こうした不安定雇用労働者の雇用と権利、労働条件をまもるたたかいは、日本の労働運動のおおきな課題の一つとなっている。 本誌では今回、非常勤職員の「雇い止め」=解雇に反対してたたかっている岡山中央郵便局の労働者と、期間労働者みずからが組合を結成してたちあがった日本郵便逓送岡山支店の労働者からお話をうかがった。 |
岡山中央郵便局非常勤職員・池田幸司さん
岡山中央郵便局労働者・東 節雄さん に聞く
| 岡山中央郵便局では、ささいな理由から雇い止め=解雇をいいわたされた非常勤労働者、池田幸司さんの解雇撤回闘争が、郵政労働者(正規職員)や地域の労働者の支援のもとでたたかわれている。このたたかいの当該である池田幸司さんと「池田さん裁判を支える会」事務局の東節雄さんにインタビューした。 |
――まずは、今回の解雇問題の経過をおしえてください。
東 きっかけは今年の6月1日に池田さんの配達先である市役所でちょっとしたトラブルがおこったことです。
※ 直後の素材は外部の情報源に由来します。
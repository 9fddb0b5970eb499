//! DOCX Core - Low-level DOCX container manipulation
//!
//! This crate provides functionality for:
//! - Opening and saving DOCX packages (zip archives of XML parts)
//! - Extracting `{{name}}` placeholder tokens with occurrence counts
//! - Replacing placeholder text across `<w:t>` runs without disturbing markup
//!
//! # Example
//!
//! ```ignore
//! use docx_core::DocxPackage;
//!
//! let mut package = DocxPackage::open("template.docx")?;
//! let counts = package.placeholder_counts();
//! package.replace_placeholders(&replacements);
//! package.save("filled.docx")?;
//! ```

mod container;
mod text;

pub use container::DocxPackage;
pub use text::{replace_text, scan_tokens, strip_markup, xml_escape};

use std::collections::BTreeMap;
use std::path::Path;

use thiserror::Error;

/// Errors that can occur during DOCX operations
#[derive(Debug, Error)]
pub enum DocxError {
    #[error("not a valid document archive: {0}")]
    InvalidArchive(#[from] zip::result::ZipError),

    #[error("failed to save document: {0}")]
    SaveError(String),

    #[error("IO error: {0}")]
    IoError(#[from] std::io::Error),
}

/// Result type for DOCX operations
pub type Result<T> = std::result::Result<T, DocxError>;

/// Extract placeholder names and occurrence counts from a DOCX file.
///
/// Opens the archive, strips markup from every XML part, and scans the
/// concatenated plain text for `{{name}}` tokens. See
/// [`DocxPackage::placeholder_counts`] for the exact matching rules.
pub fn extract_placeholders(path: &Path) -> Result<BTreeMap<String, usize>> {
    let package = DocxPackage::open(path)?;
    Ok(package.placeholder_counts())
}
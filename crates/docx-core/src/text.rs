//! Markup stripping, token scanning, and run-aware text replacement

use std::collections::BTreeMap;
use std::sync::LazyLock;

use regex::Regex;

static TAG_RE: LazyLock<Regex> = LazyLock::new(|| Regex::new(r"<[^>]*>").expect("invalid regex"));

static TOKEN_RE: LazyLock<Regex> =
    LazyLock::new(|| Regex::new(r"\{\{(.*?)\}\}").expect("invalid regex"));

static NON_NAME_RE: LazyLock<Regex> =
    LazyLock::new(|| Regex::new(r"[^\w.]").expect("invalid regex"));

static PARA_START_RE: LazyLock<Regex> =
    LazyLock::new(|| Regex::new(r"<w:p[ >]").expect("invalid regex"));

static RUN_TEXT_RE: LazyLock<Regex> =
    LazyLock::new(|| Regex::new(r"<w:t(?: [^>]*)?>([^<]*)</w:t>").expect("invalid regex"));

/// Remove all angle-bracket markup, leaving only character data.
pub fn strip_markup(xml: &str) -> String {
    TAG_RE.replace_all(xml, "").into_owned()
}

/// Scan plain text for `{{...}}` tokens and count occurrences per name.
///
/// The token pattern does not cross line boundaries. The inner content is
/// reduced to word characters and dots; tokens that clean down to nothing
/// (e.g. `{{!!}}`) are dropped.
pub fn scan_tokens(text: &str) -> BTreeMap<String, usize> {
    let mut counts = BTreeMap::new();
    for caps in TOKEN_RE.captures_iter(text) {
        let name = NON_NAME_RE.replace_all(&caps[1], "");
        if name.is_empty() {
            continue;
        }
        *counts.entry(name.into_owned()).or_insert(0) += 1;
    }
    counts
}

/// Escape a replacement value for insertion into XML character data.
pub fn xml_escape(value: &str) -> String {
    value
        .replace('&', "&amp;")
        .replace('<', "&lt;")
        .replace('>', "&gt;")
}

/// Replace literal occurrences of each rule key across `<w:t>` runs.
///
/// For each `<w:p>` paragraph the `<w:t>` texts are concatenated into a
/// virtual string, so a key broken across several runs is still matched. The
/// replacement is written into the run where the match starts and the matched
/// portions of later runs are cleared; text outside matches keeps its run.
/// Returns the modified XML and the number of replaced occurrences.
pub fn replace_text(xml: &str, rules: &BTreeMap<String, String>) -> (String, usize) {
    let mut result = xml.to_string();
    let mut total = 0usize;

    // Process paragraphs in reverse so edits do not shift earlier offsets.
    for (p_start, p_end) in find_paragraphs(&result).into_iter().rev() {
        let para = result[p_start..p_end].to_string();
        let (new_para, count) = replace_in_paragraph(&para, rules);
        if count > 0 {
            result.replace_range(p_start..p_end, &new_para);
            total += count;
        }
    }

    (result, total)
}

/// Byte ranges of every `<w:p ...>...</w:p>` element. Paragraphs do not nest,
/// so each start is paired with the first end past it.
fn find_paragraphs(xml: &str) -> Vec<(usize, usize)> {
    let starts: Vec<usize> = PARA_START_RE.find_iter(xml).map(|m| m.start()).collect();
    let mut paragraphs = Vec::with_capacity(starts.len());
    for ps in starts {
        if let Some(rel) = xml[ps..].find("</w:p>") {
            paragraphs.push((ps, ps + rel + "</w:p>".len()));
        }
    }
    paragraphs
}

fn replace_in_paragraph(para: &str, rules: &BTreeMap<String, String>) -> (String, usize) {
    // Content ranges and texts of every <w:t> in this paragraph.
    let runs: Vec<(usize, usize, String)> = RUN_TEXT_RE
        .captures_iter(para)
        .filter_map(|caps| {
            caps.get(1)
                .map(|m| (m.start(), m.end(), m.as_str().to_string()))
        })
        .collect();
    if runs.is_empty() {
        return (para.to_string(), 0);
    }

    // Virtual text across runs, with the owning run of every char.
    let mut virtual_chars: Vec<char> = Vec::new();
    let mut owner: Vec<usize> = Vec::new();
    for (run_idx, (_, _, text)) in runs.iter().enumerate() {
        for ch in text.chars() {
            virtual_chars.push(ch);
            owner.push(run_idx);
        }
    }

    // Non-overlapping literal matches of every rule key, char-indexed.
    let mut matches: Vec<(usize, usize, &str)> = Vec::new();
    for (key, value) in rules {
        let key_chars: Vec<char> = key.chars().collect();
        if key_chars.is_empty() {
            continue;
        }
        let klen = key_chars.len();
        let mut pos = 0;
        while pos + klen <= virtual_chars.len() {
            if virtual_chars[pos..pos + klen] == key_chars[..] {
                let overlaps = matches.iter().any(|(s, e, _)| pos < *e && pos + klen > *s);
                if !overlaps {
                    matches.push((pos, pos + klen, value.as_str()));
                }
                pos += klen;
            } else {
                pos += 1;
            }
        }
    }
    if matches.is_empty() {
        return (para.to_string(), 0);
    }
    matches.sort_by_key(|(s, _, _)| *s);
    let count = matches.len();

    // Rebuild run texts: the replacement goes into the run owning the first
    // matched char, the rest of the match is dropped from its runs.
    let mut new_texts: Vec<String> = vec![String::new(); runs.len()];
    let mut i = 0;
    let mut next = 0;
    while i < virtual_chars.len() {
        if next < matches.len() && matches[next].0 == i {
            let (start, end, value) = matches[next];
            new_texts[owner[start]].push_str(&xml_escape(value));
            i = end;
            next += 1;
        } else {
            new_texts[owner[i]].push(virtual_chars[i]);
            i += 1;
        }
    }

    let mut new_para = para.to_string();
    for (run_idx, (start, end, _)) in runs.iter().enumerate().rev() {
        new_para.replace_range(*start..*end, &new_texts[run_idx]);
    }
    (new_para, count)
}

#[cfg(test)]
mod tests {
    use super::*;
    use pretty_assertions::assert_eq;

    fn rules(pairs: &[(&str, &str)]) -> BTreeMap<String, String> {
        pairs
            .iter()
            .map(|(k, v)| (k.to_string(), v.to_string()))
            .collect()
    }

    #[test]
    fn strip_markup_keeps_character_data() {
        let xml = "<w:p><w:r><w:t>hello</w:t></w:r></w:p>";
        assert_eq!(strip_markup(xml), "hello");
    }

    #[test]
    fn strip_markup_joins_runs_without_separator() {
        let xml = "<w:r><w:t>{{na</w:t></w:r><w:r><w:t>me}}</w:t></w:r>";
        assert_eq!(strip_markup(xml), "{{name}}");
    }

    #[test]
    fn scan_tokens_cleans_non_name_characters() {
        let counts = scan_tokens("{{ payer_full_name }} {{land.area}}");
        assert_eq!(counts.get("payer_full_name"), Some(&1));
        assert_eq!(counts.get("land.area"), Some(&1));
    }

    #[test]
    fn scan_tokens_drops_empty_names() {
        let counts = scan_tokens("{{!!}} {{ }} {{}}");
        assert!(counts.is_empty());
    }

    #[test]
    fn replace_single_run() {
        let xml = "<w:p><w:r><w:t>Орендар: {{payer_full_name}}</w:t></w:r></w:p>";
        let (out, count) = replace_text(xml, &rules(&[("{{payer_full_name}}", "Іван Петров")]));
        assert_eq!(count, 1);
        assert_eq!(out, "<w:p><w:r><w:t>Орендар: Іван Петров</w:t></w:r></w:p>");
    }

    #[test]
    fn replace_token_split_across_runs() {
        let xml = "<w:p><w:r><w:t>{{payer_</w:t></w:r><w:r><w:t>full_name}}</w:t></w:r></w:p>";
        let (out, count) = replace_text(xml, &rules(&[("{{payer_full_name}}", "Іван Петров")]));
        assert_eq!(count, 1);
        assert_eq!(
            out,
            "<w:p><w:r><w:t>Іван Петров</w:t></w:r><w:r><w:t></w:t></w:r></w:p>"
        );
    }

    #[test]
    fn replacement_is_whole_token() {
        let xml = "<w:p><w:r><w:t>{{contract_number}} і {{contract}}</w:t></w:r></w:p>";
        let (out, count) = replace_text(
            xml,
            &rules(&[("{{contract}}", "БАЗА"), ("{{contract_number}}", "17/2024")]),
        );
        assert_eq!(count, 2);
        assert!(out.contains("17/2024 і БАЗА"));
    }

    #[test]
    fn replacement_longer_than_token() {
        let xml = "<w:p><w:r><w:t>{{n}}</w:t></w:r></w:p>";
        let (out, count) = replace_text(xml, &rules(&[("{{n}}", "a much longer value")]));
        assert_eq!(count, 1);
        assert!(out.contains("a much longer value"));
    }

    #[test]
    fn replacement_values_are_escaped() {
        let xml = "<w:p><w:r><w:t>{{company_name}}</w:t></w:r></w:p>";
        let (out, _) = replace_text(xml, &rules(&[("{{company_name}}", "ТОВ \"Лан\" <і Ко>")]));
        assert!(out.contains("ТОВ \"Лан\" &lt;і Ко&gt;"));
        assert!(!out.contains("<і Ко>"));
    }

    #[test]
    fn unknown_tokens_left_verbatim() {
        let xml = "<w:p><w:r><w:t>{{mystery}}</w:t></w:r></w:p>";
        let (out, count) = replace_text(xml, &rules(&[("{{known}}", "x")]));
        assert_eq!(count, 0);
        assert_eq!(out, xml);
    }

    #[test]
    fn replaces_inside_table_cells() {
        let xml = "<w:tbl><w:tr><w:tc><w:p><w:r><w:t>{{land_area}}</w:t></w:r></w:p></w:tc></w:tr></w:tbl>";
        let (out, count) = replace_text(xml, &rules(&[("{{land_area}}", "12.3000")]));
        assert_eq!(count, 1);
        assert!(out.contains(">12.3000<"));
    }

    #[test]
    fn multiple_occurrences_in_one_paragraph() {
        let xml = "<w:p><w:r><w:t>{{a}} та {{a}}</w:t></w:r></w:p>";
        let (out, count) = replace_text(xml, &rules(&[("{{a}}", "X")]));
        assert_eq!(count, 2);
        assert!(out.contains("X та X"));
    }
}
池田さんがいつものように、市役所の地下駐車場に郵便車をとめ、市役所内の配達をおえてかえってくると、市役所の公用車が郵便車のうしろをふさいで発進できないようにとめてありました。
守衛がやってきて、「君にはいってなかったが、このスペースは今年の春からとめてはいけないようになったんだ。このつぎからはとめないようにしてくれ」というので、池田さんが「わかりました」とこたえると、守衛は運転手に公用車をのけるようにいいにいきました。
ところがやってきた公用車の運転手は池田さんにたいして謝罪するように一方的にいってきました。池田さんは、きょうはじめて駐車禁止を知らされたことをつたえようとしましたが、聞いてもらえず、「どけろ!」「どけない!」の口論になってしまいました。
最終的には守衛長がやってきて、運転手に公用車をのけさせたわけですが、その直後に守衛長は岡山中央郵便局にたいして「苦情」の電話をいれました。
そしてその日の午後4時ごろ、池田さんが総務課長によびだされ、1時間以上にわたって「事情聴取」をされました。
――「事情聴取」は、どんなものだったのですか。
池田 一応、ひととおりの事情の説明をしました。もともと、あの場所に駐車してはいけないことを知らされていなかったのですから、こちらに一方的に非があるのではないこともいいました。
ところが、総務課長は、「たとえ、こちらに非がなくても、お客さんを不快にさせること自体がいけない。お客さんなんだから、むこうがわるくても、あやまれ」といい、「だいたい君はふだんどんな配達の仕方をしているのか、やってみなさい」と要求してきました。わたしがいつものように、「ありがとうございました」といって配達するやり方を再現すると、課長は「そういうやり方でお客さんから苦情がくるわけがない。なにか問題があるのではないか」とさらに追及してきました。
そして課長は、「反省しないのなら、これ以上やとえない」「雇用期間の7月29日でやめてもらう。それまでに態度をあらためたらそれ以降も考える。ただし、今度苦情があれば、その時点でやめてもらう。わたしの権限で決定できる」と発言しました。
結局、わたしは「今後苦情があればやめます」という誓約書を書かされました。これを書いて「おわり」にしようと思ったんです。
東 このとき、わたしたち職場のなかまは、池田さんが総務課長によびだされて一時間ちかくも帰ってこないので、「どうもおかしい」という話になり、「事情聴取」の場へふみこんでいったんです。そうしたら、ちょうど池田さんが「誓約書」を書かされていたときであり、提出しないようにアドバイスしました。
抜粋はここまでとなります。